Hindustan Times | By
Nov 27, 2019 08:12 PM IST

Along with focusing on the main stem river, take care of its tributaries also

One of the flagship projects of the Narendra Modi government is the cleaning of the river Ganga. After coming to power in 2014, it set up the National Mission for Cleaning Ganga and launched the Namami Gange programme (2015) with a budget outlay of Rs 20,000 crore. It has also framed a draft National River Ganga (Rejuvenation, Protection and Management) Bill, 2019, which could be introduced in the winter session of Parliament. While the government’s efforts are commendable, it should be alive to the reasons why the earlier river-cleaning efforts, which have been in place since the mid-1980s, failed to deliver. A key reason for the failure of the river cleaning projects (Ganga and Yamuna action plans), says a recently-released citizen’s report, Rejuvenating Ganga,by the India Rivers Week, a consortium of seven NGOs, was their single-point focus on the main stem of the river, while the Ganga basin actually has eight major rivers (Yamuna, Son, Ramganga, Gomti, Ghaghra, Gandak, Kosi and Damodar). The majority of the funds were spent on pollution-abatement measures on the main stem of the Ganga and on the upper Yamuna basin, which constitute just 20% of the Ganga basin.

One of the flagship projects of the Narendra Modi government is the cleaning of river Ganga.
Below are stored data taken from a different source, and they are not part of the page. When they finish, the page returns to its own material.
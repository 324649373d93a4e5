//! Conversion between display units and internal length units
//!
//! Internal lengths are decimal feet. Only length units convert; asking for a
//! conversion from an angle or area unit is an [`ModelError::UnsupportedUnit`].

use crate::error::{ModelError, Result};
use crate::types::Length;
use serde::Deserialize;
use std::fmt;
use std::str::FromStr;

/// Millimeters per internal unit (one foot)
pub const MILLIMETERS_PER_FOOT: f64 = 304.8;

/// Display units known to the converter
#[derive(Debug, Clone, Copy, PartialEq, Eq, Hash, Deserialize)]
#[serde(try_from = "String")]
pub enum Unit {
    Millimeters,
    Centimeters,
    Meters,
    Inches,
    Feet,
    /// Angle unit, not convertible to a length
    Degrees,
    /// Area unit, not convertible to a length
    SquareMeters,
}

impl Unit {
    /// Short symbol used in configuration files
    pub fn symbol(&self) -> &'static str {
        match self {
            Unit::Millimeters => "mm",
            Unit::Centimeters => "cm",
            Unit::Meters => "m",
            Unit::Inches => "in",
            Unit::Feet => "ft",
            Unit::Degrees => "deg",
            Unit::SquareMeters => "m2",
        }
    }

    /// Internal units per one of this unit, if it is a length unit
    fn feet_per_unit(&self) -> Option<f64> {
        match self {
            Unit::Millimeters => Some(1.0 / MILLIMETERS_PER_FOOT),
            Unit::Centimeters => Some(10.0 / MILLIMETERS_PER_FOOT),
            Unit::Meters => Some(1000.0 / MILLIMETERS_PER_FOOT),
            Unit::Inches => Some(1.0 / 12.0),
            Unit::Feet => Some(1.0),
            Unit::Degrees | Unit::SquareMeters => None,
        }
    }

    /// Check whether values in this unit can become a [`Length`]
    pub fn is_length(&self) -> bool {
        self.feet_per_unit().is_some()
    }
}

impl fmt::Display for Unit {
    fn fmt(&self, f: &mut fmt::Formatter<'_>) -> fmt::Result {
        f.write_str(self.symbol())
    }
}

impl FromStr for Unit {
    type Err = ModelError;

    fn from_str(s: &str) -> Result<Self> {
        match s.trim() {
            "mm" => Ok(Unit::Millimeters),
            "cm" => Ok(Unit::Centimeters),
            "m" => Ok(Unit::Meters),
            "in" => Ok(Unit::Inches),
            "ft" => Ok(Unit::Feet),
            "deg" => Ok(Unit::Degrees),
            "m2" => Ok(Unit::SquareMeters),
            other => Err(ModelError::UnsupportedUnit(other.to_string())),
        }
    }
}

impl TryFrom<String> for Unit {
    type Error = ModelError;

    fn try_from(s: String) -> Result<Self> {
        s.parse()
    }
}

/// Convert `value` expressed in `unit` to internal units
pub fn to_internal(value: f64, unit: Unit) -> Result<Length> {
    let factor = unit
        .feet_per_unit()
        .ok_or_else(|| ModelError::UnsupportedUnit(unit.symbol().to_string()))?;
    Ok(Length::from_internal(value * factor))
}

/// Convert an internal length back to `unit`
pub fn from_internal(length: Length, unit: Unit) -> Result<f64> {
    let factor = unit
        .feet_per_unit()
        .ok_or_else(|| ModelError::UnsupportedUnit(unit.symbol().to_string()))?;
    Ok(length.value() / factor)
}

#[cfg(test)]
mod tests {
    use super::*;

    #[test]
    fn test_millimeters_to_feet() {
        let len = to_internal(304.8, Unit::Millimeters).unwrap();
        assert!((len.value() - 1.0).abs() < 1e-12);

        let len = to_internal(10000.0, Unit::Millimeters).unwrap();
        assert!((len.value() - 32.808_398_950_131_23).abs() < 1e-9);
    }

    #[test]
    fn test_other_length_units() {
        assert!((to_internal(1.0, Unit::Meters).unwrap().value() - 3.280_839_895).abs() < 1e-9);
        assert!((to_internal(30.48, Unit::Centimeters).unwrap().value() - 1.0).abs() < 1e-12);
        assert_eq!(to_internal(24.0, Unit::Inches).unwrap().value(), 2.0);
        assert_eq!(to_internal(7.5, Unit::Feet).unwrap().value(), 7.5);
    }

    #[test]
    fn test_round_trip_back_to_millimeters() {
        let len = to_internal(1000.0, Unit::Millimeters).unwrap();
        let mm = from_internal(len, Unit::Millimeters).unwrap();
        assert!((mm - 1000.0).abs() < 1e-9);
    }

    #[test]
    fn test_non_length_unit_rejected() {
        let err = to_internal(90.0, Unit::Degrees).unwrap_err();
        assert!(matches!(err, ModelError::UnsupportedUnit(ref u) if u == "deg"));
        assert!(from_internal(Length::ZERO, Unit::SquareMeters).is_err());
    }

    #[test]
    fn test_parse_symbols() {
        assert_eq!("mm".parse::<Unit>().unwrap(), Unit::Millimeters);
        assert_eq!(" ft ".parse::<Unit>().unwrap(), Unit::Feet);
        assert!(matches!(
            "furlong".parse::<Unit>(),
            Err(ModelError::UnsupportedUnit(_))
        ));
    }
}
//! Door and window placement

use crate::catalog;
use crate::elements::{BuiltInParameter, Category, ParameterValue, StructuralType};
use crate::error::{ModelError, Result};
use crate::geometry::Line;
use crate::host::HostDocument;
use crate::tables::{FamilySymbol, Level};
use crate::types::{ElementId, Length, Point3};
use serde::Deserialize;
use std::fmt;

/// Kind of opening placed in a wall
#[derive(Debug, Clone, Copy, PartialEq, Eq, Hash, Deserialize)]
#[serde(rename_all = "lowercase")]
pub enum OpeningKind {
    Door,
    Window,
}

impl OpeningKind {
    /// Catalog category holding types of this kind
    pub fn category(&self) -> Category {
        match self {
            OpeningKind::Door => Category::Door,
            OpeningKind::Window => Category::Window,
        }
    }
}

impl fmt::Display for OpeningKind {
    fn fmt(&self, f: &mut fmt::Formatter<'_>) -> fmt::Result {
        match self {
            OpeningKind::Door => f.write_str("door"),
            OpeningKind::Window => f.write_str("window"),
        }
    }
}

/// Insertion point of an opening: the midpoint of the wall centerline
pub fn insertion_point(centerline: &Line) -> Point3 {
    centerline.midpoint()
}

/// Place an opening of `symbol` at the middle of `wall`, on `level`
///
/// Windows are flipped once so they face the exterior, and get
/// `sill_height`. Doors are left as placed.
pub fn place_opening<D: HostDocument + ?Sized>(
    doc: &mut D,
    wall: ElementId,
    symbol: &FamilySymbol,
    level: &Level,
    kind: OpeningKind,
    sill_height: Length,
) -> Result<ElementId> {
    let centerline = doc
        .element(wall)
        .ok_or(ModelError::ElementNotFound(wall))?
        .as_wall()
        .map(|w| w.location)
        .ok_or_else(|| ModelError::HostMutation(format!("element {wall} is not a wall")))?;
    let point = insertion_point(&centerline);

    catalog::ensure_active(doc, symbol)?;

    let instance = doc.create_family_instance(
        point,
        symbol.id,
        wall,
        level.id,
        StructuralType::NonStructural,
    )?;

    if kind == OpeningKind::Window {
        doc.flip_facing(instance)?;
        doc.set_parameter(
            instance,
            BuiltInParameter::InstanceSillHeight,
            ParameterValue::Double(sill_height.value()),
        )?;
    }

    tracing::debug!(
        target: "bim_envelope::openings",
        instance = %instance,
        wall = %wall,
        kind = %kind,
        at = %point,
        "opening placed"
    );
    Ok(instance)
}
After coming to power in 2014, it set up the National Mission for Cleaning Ganga and launched the Namami Gange programme (2015) with a budget outlay of Rs 20,000 crore.(HT PHOTO)
One of the flagship projects of the Narendra Modi government is the cleaning of river Ganga. After coming to power in 2014, it set up the National Mission for Cleaning Ganga and launched the Namami Gange programme (2015) with a budget outlay of Rs 20,000 crore.(HT PHOTO)

This means that the other tributaries of the river, which feed the river, were overlooked. Some other issues that have been affecting the health of the river system include: there are at least 1,000 dams in the Ganga basin, which obstruct the natural flow of the tributaries; diversion of water for various purposes; ruthless sand and boulder mining; indiscriminate extraction of groundwater and loss of flood plains and wetlands.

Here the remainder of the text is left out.